Пинкус не просто попытался и провалился: он пытался изо всех сил и провалился с треском. Потеря поддержки «Сёрла» должна была стать для Вустерского фонда огромным ударом. Пинкус и без того не мог платить работникам столько, сколько они стоили, и только верность и любовь к делу удерживала его лучших ученых от перехода на более денежные места. Теперь, возможно, придется увольнять сотрудников или предлагать им поискать себе что-нибудь получше. Лично для Пинкуса это был крах. Сможет ли он вообще достичь того величия, на которое, по вере его, был способен? Не сочтены ли дни Вустерского фонда?
«Хочу, чтобы вы знали, – писал он Рэймонду, – мне отчаянно стыдно, что я не смог дать результат, окупающий вложения. Я сделал, что мог, но для вас это все оказалось бесполезно. В результате я оказался в весьма затруднительном положении… Сейчас, когда у меня пик продуктивности, моя жена покупает платья за 6,95 доллара, как было в давние времена сразу после нашей свадьбы… Если бы мне пришлось сейчас умереть, то моя семья осталась бы не слишком обеспеченной».

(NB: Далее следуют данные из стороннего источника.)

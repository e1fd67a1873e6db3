//! Access to thread globals. `set_global` is the one operator with a side
//! effect that outlives the call it runs in.

use crate::error::EvalError;
use crate::eval_ctx::EvalCtx;
use crate::types::{Arity, OperatorDefinition};
use crate::util;
use crate::value::EvalValue;
use serde_json::Value;
use std::sync::Arc;

fn global_eval(expr: &[Value], ctx: &mut EvalCtx<'_>) -> Result<EvalValue, EvalError> {
    let name = util::expect_string("global", crate::evaluate(&expr[1], ctx)?)?;
    if let Some(value) = ctx.thread.global(&name) {
        return Ok(value.clone());
    }
    match expr.get(2) {
        Some(default) => crate::evaluate(default, ctx),
        None => Err(EvalError::NotFound),
    }
}

fn set_global_eval(expr: &[Value], ctx: &mut EvalCtx<'_>) -> Result<EvalValue, EvalError> {
    let name = util::expect_string("set_global", crate::evaluate(&expr[1], ctx)?)?;
    let value = crate::evaluate(&expr[2], ctx)?;
    ctx.thread.set_global(name, value.clone());
    Ok(value)
}

pub fn operators() -> Vec<Arc<OperatorDefinition>> {
    vec![
        Arc::new(OperatorDefinition { name: "global", aliases: &[], arity: Arity::Range(1, Some(2)), eval_fn: global_eval }),
        Arc::new(OperatorDefinition { name: "set_global", aliases: &[], arity: Arity::Fixed(2), eval_fn: set_global_eval }),
    ]
}
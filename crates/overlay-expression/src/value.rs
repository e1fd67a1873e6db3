//! The evaluator's value representation and its conversions to and from host
//! JSON values.

use crate::callable::Callable;
use crate::error::EvalError;
use indexmap::IndexMap;
use serde_json::{Map, Number, Value};

/// Any value the evaluator can produce or consume.
///
/// `None` is the canonical "no value" and is what callables receive when
/// there is nothing at the insertion point.
#[derive(Debug, Clone)]
pub enum EvalValue {
    None,
    Bool(bool),
    /// Covers both the i64 and u64 ranges of host JSON integers.
    Int(i128),
    Float(f64),
    String(String),
    List(Vec<EvalValue>),
    Dict(IndexMap<String, EvalValue>),
    Callable(Callable),
}

impl PartialEq for EvalValue {
    fn eq(&self, other: &Self) -> bool {
        match (self, other) {
            (EvalValue::None, EvalValue::None) => true,
            (EvalValue::Bool(a), EvalValue::Bool(b)) => a == b,
            (EvalValue::Int(a), EvalValue::Int(b)) => a == b,
            (EvalValue::Float(a), EvalValue::Float(b)) => a == b,
            (EvalValue::Int(a), EvalValue::Float(b)) | (EvalValue::Float(b), EvalValue::Int(a)) => {
                *a as f64 == *b
            }
            (EvalValue::String(a), EvalValue::String(b)) => a == b,
            (EvalValue::List(a), EvalValue::List(b)) => a == b,
            (EvalValue::Dict(a), EvalValue::Dict(b)) => a == b,
            (EvalValue::Callable(a), EvalValue::Callable(b)) => a == b,
            _ => false,
        }
    }
}

impl EvalValue {
    /// Returns the evaluator-level type name, as shown in error messages.
    pub fn type_name(&self) -> &'static str {
        match self {
            EvalValue::None => "NoneType",
            EvalValue::Bool(_) => "bool",
            EvalValue::Int(_) => "int",
            EvalValue::Float(_) => "float",
            EvalValue::String(_) => "string",
            EvalValue::List(_) => "list",
            EvalValue::Dict(_) => "dict",
            EvalValue::Callable(c) => c.type_name(),
        }
    }

    pub fn is_none(&self) -> bool {
        matches!(self, EvalValue::None)
    }

    pub fn as_callable(&self) -> Option<&Callable> {
        match self {
            EvalValue::Callable(c) => Some(c),
            _ => None,
        }
    }

    pub fn as_str(&self) -> Option<&str> {
        match self {
            EvalValue::String(s) => Some(s),
            _ => None,
        }
    }

    /// Strict boolean coercion: only `Bool` converts.
    pub fn as_bool(&self) -> Result<bool, EvalError> {
        match self {
            EvalValue::Bool(b) => Ok(*b),
            other => Err(EvalError::TypeError(format!(
                "Expected value to be a bool, but was {}",
                other.type_name()
            ))),
        }
    }

    /// Truthiness used by branching and logical operators.
    pub fn truth(&self) -> bool {
        match self {
            EvalValue::None => false,
            EvalValue::Bool(b) => *b,
            EvalValue::Int(i) => *i != 0,
            EvalValue::Float(f) => *f != 0.0,
            EvalValue::String(s) => !s.is_empty(),
            EvalValue::List(l) => !l.is_empty(),
            EvalValue::Dict(d) => !d.is_empty(),
            EvalValue::Callable(_) => true,
        }
    }

    /// Follows already-parsed JSON Pointer steps through lists and dicts.
    pub fn get_path(&self, path: &[String]) -> Option<&EvalValue> {
        let mut current = self;
        for step in path {
            current = match current {
                EvalValue::List(items) => items.get(step.parse::<usize>().ok()?)?,
                EvalValue::Dict(map) => map.get(step)?,
                _ => return None,
            };
        }
        Some(current)
    }

    /// Converts a host JSON value into the evaluator's representation.
    pub fn from_json(value: &Value) -> EvalValue {
        match value {
            Value::Null => EvalValue::None,
            Value::Bool(b) => EvalValue::Bool(*b),
            Value::Number(n) => match (n.as_i64(), n.as_u64()) {
                (Some(i), _) => EvalValue::Int(i128::from(i)),
                (None, Some(u)) => EvalValue::Int(i128::from(u)),
                (None, None) => EvalValue::Float(n.as_f64().unwrap_or(f64::NAN)),
            },
            Value::String(s) => EvalValue::String(s.clone()),
            Value::Array(arr) => EvalValue::List(arr.iter().map(EvalValue::from_json).collect()),
            Value::Object(obj) => EvalValue::Dict(
                obj.iter()
                    .map(|(k, v)| (k.clone(), EvalValue::from_json(v)))
                    .collect(),
            ),
        }
    }

    /// Converts back to a host JSON value.
    ///
    /// Callables and non-finite floats have no host representation.
    pub fn to_json(&self) -> Result<Value, EvalError> {
        match self {
            EvalValue::None => Ok(Value::Null),
            EvalValue::Bool(b) => Ok(Value::Bool(*b)),
            EvalValue::Int(i) => {
                if let Ok(i) = i64::try_from(*i) {
                    Ok(Value::Number(Number::from(i)))
                } else if let Ok(u) = u64::try_from(*i) {
                    Ok(Value::Number(Number::from(u)))
                } else {
                    Err(EvalError::TypeError(format!(
                        "Unable to convert int value {i} to a host value: out of range"
                    )))
                }
            }
            EvalValue::Float(f) => Number::from_f64(*f).map(Value::Number).ok_or_else(|| {
                EvalError::TypeError(format!("Unable to convert float value {f} to a host value"))
            }),
            EvalValue::String(s) => Ok(Value::String(s.clone())),
            EvalValue::List(items) => items
                .iter()
                .map(EvalValue::to_json)
                .collect::<Result<Vec<_>, _>>()
                .map(Value::Array),
            EvalValue::Dict(map) => {
                let mut obj = Map::new();
                for (k, v) in map {
                    obj.insert(k.clone(), v.to_json()?);
                }
                Ok(Value::Object(obj))
            }
            EvalValue::Callable(c) => Err(EvalError::TypeError(format!(
                "Unable to convert value of type '{}' to a host value",
                c.type_name()
            ))),
        }
    }
}

impl From<Value> for EvalValue {
    fn from(v: Value) -> Self {
        EvalValue::from_json(&v)
    }
}

impl From<bool> for EvalValue {
    fn from(b: bool) -> Self {
        EvalValue::Bool(b)
    }
}

impl From<i64> for EvalValue {
    fn from(i: i64) -> Self {
        EvalValue::Int(i128::from(i))
    }
}

impl From<&str> for EvalValue {
    fn from(s: &str) -> Self {
        EvalValue::String(s.to_string())
    }
}

impl From<String> for EvalValue {
    fn from(s: String) -> Self {
        EvalValue::String(s)
    }
}

impl From<Callable> for EvalValue {
    fn from(c: Callable) -> Self {
        EvalValue::Callable(c)
    }
}

#[cfg(test)]
mod tests {
    use super::*;
    use serde_json::json;

    #[test]
    fn test_from_json_numbers() {
        assert_eq!(EvalValue::from(json!(3)), EvalValue::Int(3));
        assert_eq!(EvalValue::from(json!(1.5)), EvalValue::Float(1.5));
        assert_eq!(EvalValue::from(json!(u64::MAX)), EvalValue::Int(u64::MAX as i128));
        assert_eq!(EvalValue::from(json!(i64::MIN)), EvalValue::Int(i64::MIN as i128));
        assert_eq!(EvalValue::from(json!(u64::MAX)).type_name(), "int");
    }

    #[test]
    fn test_integer_range_roundtrip() {
        for doc in [json!(u64::MAX), json!(i64::MIN), json!(i64::MAX as u64 + 1), json!({"id": u64::MAX})] {
            let back = EvalValue::from_json(&doc).to_json().unwrap();
            assert_eq!(back, doc);
        }
        assert!(EvalValue::from_json(&json!(u64::MAX)).to_json().unwrap().is_u64());
    }

    #[test]
    fn test_int_outside_host_range_is_rejected() {
        let err = EvalValue::Int(-(u64::MAX as i128)).to_json().unwrap_err();
        assert!(err.to_string().contains("out of range"), "got: {}", err);
        assert!(EvalValue::Int(u64::MAX as i128 + 1).to_json().is_err());
    }

    #[test]
    fn test_json_roundtrip_preserves_key_order() {
        let doc = json!({"z": 1, "a": [true, null, "s"], "m": {"k": 2.5}});
        let back = EvalValue::from_json(&doc).to_json().unwrap();
        assert_eq!(back, doc);
        let keys: Vec<_> = back.as_object().unwrap().keys().cloned().collect();
        assert_eq!(keys, vec!["z", "a", "m"]);
    }

    #[test]
    fn test_non_finite_float_is_rejected() {
        let err = EvalValue::Float(f64::INFINITY).to_json().unwrap_err();
        assert!(err.to_string().contains("Unable to convert float"));
    }

    #[test]
    fn test_as_bool_is_strict() {
        assert_eq!(EvalValue::Bool(true).as_bool(), Ok(true));
        let err = EvalValue::from("yes").as_bool().unwrap_err();
        assert!(err.to_string().contains("string"), "got: {}", err);
        assert!(EvalValue::Int(1).as_bool().is_err());
    }

    #[test]
    fn test_type_names() {
        assert_eq!(EvalValue::None.type_name(), "NoneType");
        assert_eq!(EvalValue::Int(3).type_name(), "int");
        assert_eq!(EvalValue::from(json!({})).type_name(), "dict");
        assert_eq!(EvalValue::from(json!([])).type_name(), "list");
    }

    #[test]
    fn test_get_path() {
        let v = EvalValue::from(json!({"a": {"b": [10, 20]}}));
        let path = vec!["a".to_string(), "b".to_string(), "1".to_string()];
        assert_eq!(v.get_path(&path), Some(&EvalValue::Int(20)));
        assert_eq!(v.get_path(&["x".to_string()]), None);
        assert_eq!(v.get_path(&[]), Some(&v));
    }
}
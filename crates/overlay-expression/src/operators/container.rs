//! List and dict operators. All of them build new values; operands are
//! never modified in place.

use crate::error::EvalError;
use crate::eval_ctx::EvalCtx;
use crate::types::{Arity, OperatorDefinition};
use crate::util;
use crate::value::EvalValue;
use indexmap::IndexMap;
use serde_json::Value;
use std::sync::Arc;

fn len_eval(expr: &[Value], ctx: &mut EvalCtx<'_>) -> Result<EvalValue, EvalError> {
    let val = crate::evaluate(&expr[1], ctx)?;
    let len = match &val {
        EvalValue::String(s) => s.chars().count(),
        EvalValue::List(items) => items.len(),
        EvalValue::Dict(map) => map.len(),
        other => {
            return Err(EvalError::TypeError(format!(
                "value of type '{}' has no len()",
                other.type_name()
            )))
        }
    };
    Ok(EvalValue::Int(len as i128))
}

fn type_eval(expr: &[Value], ctx: &mut EvalCtx<'_>) -> Result<EvalValue, EvalError> {
    let val = crate::evaluate(&expr[1], ctx)?;
    Ok(EvalValue::from(val.type_name()))
}

fn list_eval(expr: &[Value], ctx: &mut EvalCtx<'_>) -> Result<EvalValue, EvalError> {
    let items = expr[1..]
        .iter()
        .map(|operand| crate::evaluate(operand, ctx))
        .collect::<Result<Vec<_>, _>>()?;
    Ok(EvalValue::List(items))
}

fn push_eval(expr: &[Value], ctx: &mut EvalCtx<'_>) -> Result<EvalValue, EvalError> {
    let mut items = match crate::evaluate(&expr[1], ctx)? {
        EvalValue::List(items) => items,
        EvalValue::None => Vec::new(),
        other => {
            return Err(EvalError::TypeError(format!(
                "\"push\" operator expects a list, got '{}'",
                other.type_name()
            )))
        }
    };
    for operand in &expr[2..] {
        items.push(crate::evaluate(operand, ctx)?);
    }
    Ok(EvalValue::List(items))
}

fn dict_eval(expr: &[Value], ctx: &mut EvalCtx<'_>) -> Result<EvalValue, EvalError> {
    let operands = &expr[1..];
    if operands.len() % 2 != 0 {
        return Err(EvalError::ArityError(
            "\"dict\" operator expects key/value pairs.".to_string(),
        ));
    }
    let mut map = IndexMap::new();
    for pair in operands.chunks(2) {
        let key = util::expect_string("dict", crate::evaluate(&pair[0], ctx)?)?;
        let value = crate::evaluate(&pair[1], ctx)?;
        map.insert(key, value);
    }
    Ok(EvalValue::Dict(map))
}

fn merge_eval(expr: &[Value], ctx: &mut EvalCtx<'_>) -> Result<EvalValue, EvalError> {
    let mut merged = match crate::evaluate(&expr[1], ctx)? {
        EvalValue::None => IndexMap::new(),
        other => util::expect_dict("merge", other)?,
    };
    for operand in &expr[2..] {
        let next = util::expect_dict("merge", crate::evaluate(operand, ctx)?)?;
        merged.extend(next);
    }
    Ok(EvalValue::Dict(merged))
}

fn put_eval(expr: &[Value], ctx: &mut EvalCtx<'_>) -> Result<EvalValue, EvalError> {
    let mut map = match crate::evaluate(&expr[1], ctx)? {
        EvalValue::None => IndexMap::new(),
        other => util::expect_dict("put", other)?,
    };
    let key = util::expect_string("put", crate::evaluate(&expr[2], ctx)?)?;
    let value = crate::evaluate(&expr[3], ctx)?;
    map.insert(key, value);
    Ok(EvalValue::Dict(map))
}

pub fn operators() -> Vec<Arc<OperatorDefinition>> {
    vec![
        Arc::new(OperatorDefinition { name: "len", aliases: &[], arity: Arity::Fixed(1), eval_fn: len_eval }),
        Arc::new(OperatorDefinition { name: "type", aliases: &[], arity: Arity::Fixed(1), eval_fn: type_eval }),
        Arc::new(OperatorDefinition { name: "list", aliases: &[], arity: Arity::Range(1, None), eval_fn: list_eval }),
        Arc::new(OperatorDefinition { name: "push", aliases: &[], arity: Arity::Range(2, None), eval_fn: push_eval }),
        Arc::new(OperatorDefinition { name: "dict", aliases: &[], arity: Arity::Range(2, None), eval_fn: dict_eval }),
        Arc::new(OperatorDefinition { name: "merge", aliases: &[], arity: Arity::Variadic, eval_fn: merge_eval }),
        Arc::new(OperatorDefinition { name: "put", aliases: &[], arity: Arity::Fixed(3), eval_fn: put_eval }),
    ]
}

Это письмо – не попытка оправдаться и не мольба о прощении. Оно читается как статья увлеченного своей работой ученого, аккуратно анализирующего данные в попытке объяснить собственный провал и его последствия. При таких нестабильных отношениях с «Сёрлом» неудивительно, что Пинкус не стал отвергать «нелепые» две тысячи долларов, предложенные Маргарет Сэнгер за исследование контроля рождаемости. Не в том он был положении, чтобы отвергать что бы то ни было.